Ein möglicher Grund ist in der Struktur der Falter-Verlags-Gesellschaft m. b. H. zu finden. Der Bruder des Geschäftsführers der Porsche Gesellschaft m. b. H. und Aufsichtsrates der Porsche Holding GmbH – Dr. Hans-Michel Pïech – besitzt auch 12,51 % der ST Verlagsbeteiligungsgesellschaft m. b. H. Diese hält wiederum 100 % der Anteile an der Falter-Verlags-Gesellschaft. Interessant: Somit hält ein bekanntes Mitglied der Autokonzern-Dynastie Porsche mehr Anteile an der Regionalzeitung Falter, als der Chefredakteur Florian Klenk (10,00 %).

Offene Fragen

Wurde also der von H.C. Strache genannte vermeintliche Partei-Sponsor Porsche, im Mai 2019 nicht genannt, weil es eine klar nachweisbare Verbindung zwischen dem Autokonzern und dem Regionalblatt Falter gibt? Florian Klenk – Chefredakteur des Falters – war verantwortlicher „Mit-Aufdecker“ des Ibiza-Videos. Intervenierte er, damit der Name „Porsche“ im Mai 2019 nicht genannt wurde? Gab es jetzt Absprachen zwischen Krainer, Krisper und Klenk? Ist es wirklich Zufall, dass SPÖ und NEOS im Ibiza-U-Ausschuss gerade jetzt die Zulässigkeit des Video-Urhebers anzweifeln? Oder verfolgt die Opposition wieder eigene Interessen und versucht den Falter zu schützen, um einen Verbündeten für ihre Sache nicht zu beschädigen?«

Das ist eine Welt aus Irrwitz, Gemeinheit und Dreck, wie sie dem Kanzler gefällt. Ohne den Hauch eines Beweises, ohne einen Ansatz, die in den Raum gestellten Fragen Florian Klenk selbst zu stellen, patzen ihn die Kurz-Buben einfach an und insinuieren, er berichte nicht unabhängig, sondern bilde mit Krainer und Krisper eine Allianz zum Schutz des VW-Konzerns. Das heißt, sie versuchen, ihn in seiner wichtigsten journalistischen Kompetenz zu beschädigen, der Integrität als Aufdecker. Woher wissen die Kurz-Patzln übrigens so punktgenau, wen Strache mit „Porsche“ meinte? Schließlich gibt es zwei Zweige in der Familie, die Pïechs und die Porsches, beide personell gut ausgestattet. Die ÖVP hat das Ibiza-Band sicher so intensiv studiert wie kaum jemand in dieser Republik, Zeit hatte sie ja genug, die Kurz-Patzln werden also wissen, wie sie zu ihrer Annahme kommen. Fest steht: so weit alles gelogen.
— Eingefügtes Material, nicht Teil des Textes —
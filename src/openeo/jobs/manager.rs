// SPDX-License-Identifier: MIT

use super::store::{KeyLocks, Store};
use super::types::{Job, JobRequest, JobStatus};
use crate::actinia::{Engine, ProcessChain};
use crate::error::{DriverError, Result};
use crate::openeo::graph::{Compilation, Compiler, ProcessGraph};
use crate::openeo::processes::ProcessRegistry;
use chrono::Utc;
use std::sync::Arc;
use uuid::Uuid;

/// Owns the job records and drives them through their lifecycle.
///
/// Every read-modify-write of a job runs under that job's key lock, so
/// concurrent requests for one job apply one after another while different
/// jobs proceed independently.
pub struct JobManager {
    registry: Arc<ProcessRegistry>,
    engine: Arc<dyn Engine>,
    store: Arc<dyn Store<Job>>,
    locks: KeyLocks,
    default_location: String,
}

impl JobManager {
    pub fn new(
        registry: Arc<ProcessRegistry>,
        engine: Arc<dyn Engine>,
        store: Arc<dyn Store<Job>>,
        default_location: impl Into<String>,
    ) -> Self {
        Self {
            registry,
            engine,
            store,
            locks: KeyLocks::new(),
            default_location: default_location.into(),
        }
    }

    pub fn registry(&self) -> &ProcessRegistry {
        &self.registry
    }

    /// Compile a graph without creating a job
    pub fn compile(&self, graph: &ProcessGraph) -> Result<Compilation> {
        Compiler::new(&self.registry).compile(graph)
    }

    pub async fn create(&self, request: JobRequest) -> Result<Job> {
        let process = request
            .process
            .ok_or_else(|| DriverError::InvalidJob("The job request has no process".to_string()))?;
        let compilation = self.compile(&process)?;
        let location = self.location_of(&compilation);

        let id = Uuid::new_v4().to_string();
        let job = Job::new(
            id.clone(),
            request.title,
            request.description,
            process,
            compilation,
            location,
        );

        self.store.put(&id, job.clone()).await?;
        log::info!(
            "Created job {} ({} instructions, location {})",
            id,
            job.plan.len(),
            job.location
        );
        Ok(job)
    }

    pub async fn get(&self, job_id: &str) -> Result<Job> {
        self.load(job_id).await
    }

    /// All jobs, oldest first
    pub async fn list(&self) -> Result<Vec<Job>> {
        let mut jobs = Vec::new();
        for key in self.store.keys().await? {
            if let Some(job) = self.store.get(&key).await? {
                jobs.push(job);
            }
        }
        jobs.sort_by(|a, b| a.created.cmp(&b.created).then_with(|| a.id.cmp(&b.id)));
        Ok(jobs)
    }

    /// Replace process, plan and metadata of a job that has not run yet
    pub async fn patch(&self, job_id: &str, request: JobRequest) -> Result<Job> {
        let _guard = self.locks.lock(job_id).await;
        let mut job = self.load(job_id).await?;

        if job.status.is_terminal() {
            return Err(DriverError::InvalidJob(format!(
                "Job {} is {} and can no longer be modified",
                job_id, job.status
            )));
        }
        let process = request
            .process
            .ok_or_else(|| DriverError::InvalidJob("The job request has no process".to_string()))?;

        // A failing compilation returns before the stored job is touched
        let compilation = self.compile(&process)?;

        job.location = self.location_of(&compilation);
        job.plan = compilation.instructions;
        job.output_names = compilation.output_names;
        job.process = process;
        job.title = request.title;
        job.description = request.description;
        job.updated = Utc::now();

        self.store.put(job_id, job.clone()).await?;
        log::info!("Updated job {}", job_id);
        Ok(job)
    }

    /// Submit the job's plan to the engine
    pub async fn start(&self, job_id: &str) -> Result<Job> {
        let _guard = self.locks.lock(job_id).await;
        let mut job = self.load(job_id).await?;

        match job.status {
            JobStatus::Queued | JobStatus::Running if job.run.is_some() => {
                log::info!("Job {} is already {}", job_id, job.status);
                return Ok(job);
            }
            JobStatus::Finished | JobStatus::Error => {
                return Err(DriverError::InvalidJob(format!(
                    "Job {} is {} and cannot be started again",
                    job_id, job.status
                )));
            }
            _ => {}
        }

        let chain = ProcessChain::new(job.plan.clone());
        let report = self.engine.submit(&job.location, &chain).await?;
        log::info!(
            "Started job {} as engine resource {}",
            job_id,
            report.handle.resource_id
        );

        job.apply_report(report);
        self.store.put(job_id, job.clone()).await?;
        Ok(job)
    }

    /// Refresh the job from the engine when a run is active
    pub async fn poll(&self, job_id: &str) -> Result<Job> {
        let _guard = self.locks.lock(job_id).await;
        let mut job = self.load(job_id).await?;

        let handle = match (&job.run, job.status.is_active()) {
            (Some(handle), true) => handle.clone(),
            _ => return Ok(job),
        };

        let report = self.engine.status(&handle).await?;
        if JobStatus::from(report.status) != job.status {
            log::info!(
                "Job {}: {} -> {}",
                job_id,
                job.status,
                JobStatus::from(report.status)
            );
        }
        job.apply_report(report);
        self.store.put(job_id, job.clone()).await?;
        Ok(job)
    }

    /// Remove a job, cancelling its run first when one is active
    pub async fn delete(&self, job_id: &str) -> Result<()> {
        let _guard = self.locks.lock(job_id).await;
        let job = self.load(job_id).await?;

        if job.status.is_active() {
            if let Some(handle) = &job.run {
                if let Err(e) = self.engine.cancel(handle).await {
                    log::warn!(
                        "Failed to cancel engine resource {} of job {}: {}",
                        handle.resource_id,
                        job_id,
                        e
                    );
                }
            }
        }

        self.store.delete(job_id).await?;
        log::info!("Deleted job {}", job_id);
        Ok(())
    }

    /// Remove every job; returns how many were deleted
    pub async fn delete_all(&self) -> Result<usize> {
        let mut deleted = 0;
        for key in self.store.keys().await? {
            match self.delete(&key).await {
                Ok(()) => deleted += 1,
                // Removed concurrently
                Err(DriverError::NotFound(_)) => {}
                Err(e) => return Err(e),
            }
        }
        Ok(deleted)
    }

    async fn load(&self, job_id: &str) -> Result<Job> {
        self.store
            .get(job_id)
            .await?
            .ok_or_else(|| DriverError::NotFound(format!("Job {}", job_id)))
    }

    fn location_of(&self, compilation: &Compilation) -> String {
        compilation
            .location()
            .unwrap_or_else(|| self.default_location.clone())
    }
}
Interessant: man kennt das Prinzip von Kurz’ Freunden, Orbán, Janša, Trump, Einschüchtern von Medienleuten durch öffentliches Vorbringen von Lügen. Diskreditieren ohne Beweise. Abqualifizieren ad personam. Versuch der Schuldumkehr in Permanenz. Schuldumkehr: bekanntlich urteilte das Handelsgericht vor kurzem, dass der Falter sagen darf, die Volkspartei wollte bewusst die gesetzlichen Wahlkampfkosten überschreiten und die Öffentlichkeit täuschen.
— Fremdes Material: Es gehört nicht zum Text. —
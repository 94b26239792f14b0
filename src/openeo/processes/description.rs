// SPDX-License-Identifier: MIT

//! Process metadata served by the process listing

use crate::openeo::graph::ProcessNode;
use serde::{Deserialize, Serialize};
use serde_json::{json, Value};
use std::collections::BTreeMap;

/// Schema of a raster data cube
pub fn raster_cube_schema() -> Value {
    json!({"type": "object", "subtype": "raster-cube"})
}

#[derive(Debug, Clone, Default, PartialEq, Serialize, Deserialize)]
pub struct ProcessDescription {
    pub id: String,
    #[serde(default)]
    pub summary: String,
    #[serde(default)]
    pub description: String,
    #[serde(default, skip_serializing_if = "Vec::is_empty")]
    pub categories: Vec<String>,
    #[serde(default)]
    pub parameters: Vec<Parameter>,
    #[serde(default)]
    pub returns: ReturnValue,
    #[serde(default, skip_serializing_if = "Vec::is_empty")]
    pub examples: Vec<ProcessExample>,
}

#[derive(Debug, Clone, Default, PartialEq, Serialize, Deserialize)]
pub struct Parameter {
    pub name: String,
    #[serde(default)]
    pub description: String,
    #[serde(default)]
    pub schema: Value,
    #[serde(default)]
    pub optional: bool,
    #[serde(default, skip_serializing_if = "Option::is_none")]
    pub default: Option<Value>,
}

impl Parameter {
    pub fn required(name: &str, description: &str, schema: Value) -> Self {
        Self {
            name: name.to_string(),
            description: description.to_string(),
            schema,
            optional: false,
            default: None,
        }
    }

    pub fn optional(name: &str, description: &str, schema: Value, default: Value) -> Self {
        Self {
            name: name.to_string(),
            description: description.to_string(),
            schema,
            optional: true,
            default: if default.is_null() { None } else { Some(default) },
        }
    }
}

#[derive(Debug, Clone, Default, PartialEq, Serialize, Deserialize)]
pub struct ReturnValue {
    #[serde(default)]
    pub description: String,
    #[serde(default)]
    pub schema: Value,
}

#[derive(Debug, Clone, PartialEq, Serialize, Deserialize)]
pub struct ProcessExample {
    #[serde(default)]
    pub title: String,
    #[serde(default)]
    pub description: String,
    #[serde(default)]
    pub process_graph: Value,
}

impl ProcessDescription {
    pub fn new(id: &str, summary: &str, description: &str) -> Self {
        Self {
            id: id.to_string(),
            summary: summary.to_string(),
            description: description.to_string(),
            ..Default::default()
        }
    }

    pub fn category(mut self, category: &str) -> Self {
        self.categories.push(category.to_string());
        self
    }

    pub fn parameter(mut self, parameter: Parameter) -> Self {
        self.parameters.push(parameter);
        self
    }

    pub fn returns(mut self, description: &str, schema: Value) -> Self {
        self.returns = ReturnValue {
            description: description.to_string(),
            schema,
        };
        self
    }

    /// Add an example made of the given nodes
    pub fn example(mut self, title: &str, nodes: Vec<(&str, ProcessNode)>) -> Self {
        let graph: BTreeMap<&str, ProcessNode> = nodes.into_iter().collect();
        self.examples.push(ProcessExample {
            title: title.to_string(),
            description: String::new(),
            process_graph: serde_json::to_value(graph).unwrap_or(Value::Null),
        });
        self
    }

    pub fn parameter_names(&self) -> Vec<&str> {
        self.parameters.iter().map(|p| p.name.as_str()).collect()
    }

    pub fn required_parameters(&self) -> impl Iterator<Item = &Parameter> {
        self.parameters.iter().filter(|p| !p.optional)
    }
}

#[cfg(test)]
mod tests {
    use super::*;
    use crate::openeo::graph::Argument;

    #[test]
    fn test_builder() {
        let description = ProcessDescription::new("hants", "HANTS", "Harmonic analysis")
            .parameter(Parameter::required("data", "input", raster_cube_schema()))
            .parameter(Parameter::optional("dod", "degree", json!({"type": "integer"}), json!(0)))
            .returns("Processed EO data.", raster_cube_schema())
            .example(
                "Simple",
                vec![(
                    "hants_1",
                    ProcessNode::new("hants").with_argument("data", Argument::from_node("load")),
                )],
            );

        assert_eq!(description.parameter_names(), vec!["data", "dod"]);
        assert_eq!(description.required_parameters().count(), 1);
        assert_eq!(
            description.examples[0].process_graph["hants_1"]["arguments"]["data"],
            json!({"from_node": "load"})
        );
    }

    #[test]
    fn test_deserialize_engine_module_shape() {
        let description: ProcessDescription = serde_json::from_value(json!({
            "id": "r.slope.aspect",
            "description": "Generates raster layers of slope",
            "categories": ["grass-module"],
            "parameters": [
                {"name": "elevation", "description": "Name of input", "optional": false,
                 "schema": {"type": "object", "subtype": "raster-cube"}},
                {"name": "format", "optional": true, "schema": {"type": "string"}, "default": "degrees"}
            ],
            "returns": {"name": "slope", "description": "Slope", "schema": {"type": "string"}}
        }))
        .unwrap();

        assert_eq!(description.summary, "");
        assert_eq!(description.required_parameters().count(), 1);
        assert_eq!(description.parameters[1].default, Some(json!("degrees")));
        assert_eq!(description.returns.description, "Slope");
    }
}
Die Eigentümer des Falter, zu denen auch ich gehöre, haben noch nie auf dessen journalistische Berichterstattung Einfluss genommen. Das macht ihn stark und unterscheidet die Publizistik dieses Regionalblatts von der Politik einer Lokalpartei. Alle sollen in deren Sicht käuflich oder korrupt scheinen. Indem sie alle anpatzen, meinen sie, ihre eigene Reputation wiederherzustellen. Die Republik der Blümel, Schmid, Sobotka und Kurz verträgt es nicht, wenn ihr jemand, der nicht korrupt ist, mit anderen, integren, publizistischen Mitteln entgegentritt. Der muss dann angepatzt, diffamiert, kaputtgemacht werden.
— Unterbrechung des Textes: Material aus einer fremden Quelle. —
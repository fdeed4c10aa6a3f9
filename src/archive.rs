//! Audit copies of raw harvests on disk.
//!
//! Layout: `{archive_dir}/{district}/{task_id}-{hash[0..8]}.json`, where the
//! hash is over the serialized harvest. Identical captures of a task share
//! a file; a changed page gets a new one.

use std::path::{Path, PathBuf};

use sha2::{Digest, Sha256};
use thiserror::Error;
use tracing::debug;

use crate::config::Config;
use crate::models::RawHarvest;

#[derive(Debug, Error)]
pub enum ArchiveError {
    #[error("archive I/O error at {path}: {source}")]
    Io {
        path: PathBuf,
        source: std::io::Error,
    },

    #[error("invalid raw harvest {path}: {source}")]
    Parse {
        path: PathBuf,
        source: serde_json::Error,
    },

    #[error("failed to serialize harvest: {0}")]
    Serialize(#[from] serde_json::Error),
}

/// Where a harvest is stored, given its serialized bytes.
pub fn archive_path(dir: &Path, harvest: &RawHarvest, bytes: &[u8]) -> PathBuf {
    let hash = hex::encode(Sha256::digest(bytes));
    let district = harvest
        .task_id
        .as_str()
        .split('_')
        .next()
        .filter(|d| !d.is_empty())
        .unwrap_or("unknown");
    dir.join(district)
        .join(format!("{}-{}.json", harvest.task_id, &hash[..8]))
}

#[derive(Debug, Clone)]
pub struct RawArchive {
    dir: PathBuf,
}

impl RawArchive {
    pub fn new(dir: impl Into<PathBuf>) -> Self {
        Self { dir: dir.into() }
    }

    /// The archive for `config`, or `None` when raw copies are off.
    pub fn from_config(config: &Config) -> Option<Self> {
        config
            .archive
            .keep_raw
            .then(|| Self::new(config.archive_dir()))
    }

    pub fn dir(&self) -> &Path {
        &self.dir
    }

    pub async fn store(&self, harvest: &RawHarvest) -> Result<PathBuf, ArchiveError> {
        let bytes = serde_json::to_vec_pretty(harvest)?;
        let path = archive_path(&self.dir, harvest, &bytes);
        if let Some(parent) = path.parent() {
            tokio::fs::create_dir_all(parent)
                .await
                .map_err(|source| ArchiveError::Io {
                    path: parent.to_path_buf(),
                    source,
                })?;
        }
        tokio::fs::write(&path, &bytes)
            .await
            .map_err(|source| ArchiveError::Io {
                path: path.clone(),
                source,
            })?;
        debug!("Archived raw harvest {} to {}", harvest.task_id, path.display());
        Ok(path)
    }
}

/// Read a raw harvest written by [`RawArchive::store`].
pub fn load(path: &Path) -> Result<RawHarvest, ArchiveError> {
    let content = std::fs::read_to_string(path).map_err(|source| ArchiveError::Io {
        path: path.to_path_buf(),
        source,
    })?;
    serde_json::from_str(&content).map_err(|source| ArchiveError::Parse {
        path: path.to_path_buf(),
        source,
    })
}

#[cfg(test)]
mod tests {
    use super::*;
    use crate::models::{SelectedLocation, TaskId};
    use tempfile::TempDir;

    fn harvest(text: &str) -> RawHarvest {
        let mut harvest = RawHarvest::new(TaskId::from_raw("02_07_001"), SelectedLocation::default());
        harvest.page_text = Some(text.to_string());
        harvest
    }

    #[tokio::test]
    async fn stores_and_loads() {
        let tmp = TempDir::new().unwrap();
        let archive = RawArchive::new(tmp.path());
        let original = harvest("UPIN: GJ/123");

        let path = archive.store(&original).await.unwrap();
        assert!(path.starts_with(tmp.path().join("02")));
        let name = path.file_name().unwrap().to_string_lossy().to_string();
        assert!(name.starts_with("02_07_001-"), "{}", name);

        assert_eq!(load(&path).unwrap(), original);
    }

    #[tokio::test]
    async fn changed_capture_gets_new_file() {
        let tmp = TempDir::new().unwrap();
        let archive = RawArchive::new(tmp.path());
        let first = harvest("one");
        let mut changed = first.clone();
        changed.page_text = Some("two".to_string());

        let a = archive.store(&first).await.unwrap();
        let again = archive.store(&first).await.unwrap();
        let b = archive.store(&changed).await.unwrap();
        assert_eq!(a, again);
        assert_ne!(a, b);
    }

    #[test]
    fn disabled_by_default() {
        assert!(RawArchive::from_config(&Config::default()).is_none());
    }

    #[test]
    fn load_reports_bad_json() {
        let tmp = TempDir::new().unwrap();
        let path = tmp.path().join("raw.json");
        std::fs::write(&path, "{not json").unwrap();
        assert!(matches!(load(&path), Err(ArchiveError::Parse { .. })));
    }
}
»Was klar ist. Genau hier muss angesetzt und alle tatsächlichen Verbindungen und Interessen klar hervorgehoben werden.8.4.2021 | Peter Stöckl«

Meine Tipps für Reitan und die Kurz-Patzln sind diesmal übrigens gratis. Es liegt in unserem eigenen Interesse, nicht allzu tief unter Niveau angeworfen zu werden. Falls uns Herr Kurz aber wirklich einmal einschüchtern möchte, soll er früher aufstehen.


Distance, hands, masks, be considerate!